Problem statement.
Which lines come from the start of the records through the line that holds "pantry follows a"? Write them out word for word.

Collected data entries.

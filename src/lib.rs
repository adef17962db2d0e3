//! pantry - project-scoped developer environments
//!
//! A developer-environment package manager with project-scoped dependency
//! installation, content-addressed caching, deterministic lockfile
//! generation, and transparent shell-driven auto-activation. Given a
//! project directory with a recognized dependency manifest, pantry
//! materializes an isolated environment holding exactly the requested
//! packages and wires that environment's executables onto the shell
//! search path when the user enters the project.
//!
//! # Architecture
//!
//! pantry follows a manifest/lockfile model where:
//! - `deps.yaml` (or a sibling name) declares desired dependencies
//! - `.freezer` records exact resolved versions for reproducibility
//! - Environments live under `~/.pantry/envs/`, one per project+manifest
//! - Unpacked packages are cached once under `~/.pantry/cache/packages/`
//!   and shared across all environments
//!
//! # Core Modules
//!
//! - [`activate`] - The shell-hook entry points: cache lookup, install
//!   fall-through, and eval-safe shell code emission
//! - [`cache`] - The content-addressed package cache and the
//!   fingerprint-indexed environment cache
//! - [`cli`] - Command-line interface implementation
//! - [`config`] - Pantry home layout and overrides
//! - [`core`] - Error types and user-friendly error reporting
//! - [`fingerprint`] - MD5-based identity hashes for environment
//!   addressing
//! - [`installer`] - The batch engine, the single-package installer, and
//!   the shared installing stack
//! - [`lockfile`] - `.freezer` generation, parsing, and validation
//! - [`manifest`] - Manifest detection and YAML parsing
//! - [`models`] - Shared data models for dependency specifications
//! - [`registry`] - Package registry lookup/resolution and the
//!   fetch+extract layer
//! - [`utils`] - Filesystem, platform, and progress helpers
//!
//! # Activation flow
//!
//! Cold: shell hook → [`activate::Activator`] → manifest detection →
//! fingerprint → env-cache miss → [`installer::InstallEngine`] →
//! per-worker [`installer::SingleInstaller`] → package cache hit or fetch
//! → symlinks into the env `bin/` → `.freezer` written → env cache
//! populated → `export PATH=...` emitted.
//!
//! Warm: shell hook → env-cache hit (mtime revalidated) → `export
//! PATH=...` emitted. Nothing else runs.

pub mod activate;
pub mod cache;
pub mod cli;
pub mod config;
pub mod core;
pub mod fingerprint;
pub mod installer;
pub mod lockfile;
pub mod manifest;
pub mod models;
pub mod registry;
pub mod utils;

Written response.
filename src/lib.rs
repository adef17962db2d0e3
//! pantry - project-scoped developer environments
//!
//! A developer-environment package manager with project-scoped dependency
//! installation, content-addressed caching, deterministic lockfile
//! generation, and transparent shell-driven auto-activation. Given a
//! project directory with a recognized dependency manifest, pantry
//! materializes an isolated environment holding exactly the requested
//! packages and wires that environment's executables onto the shell
//! search path when the user enters the project.
//!
//! # Architecture
//!
//! pantry follows a manifest/lockfile model where:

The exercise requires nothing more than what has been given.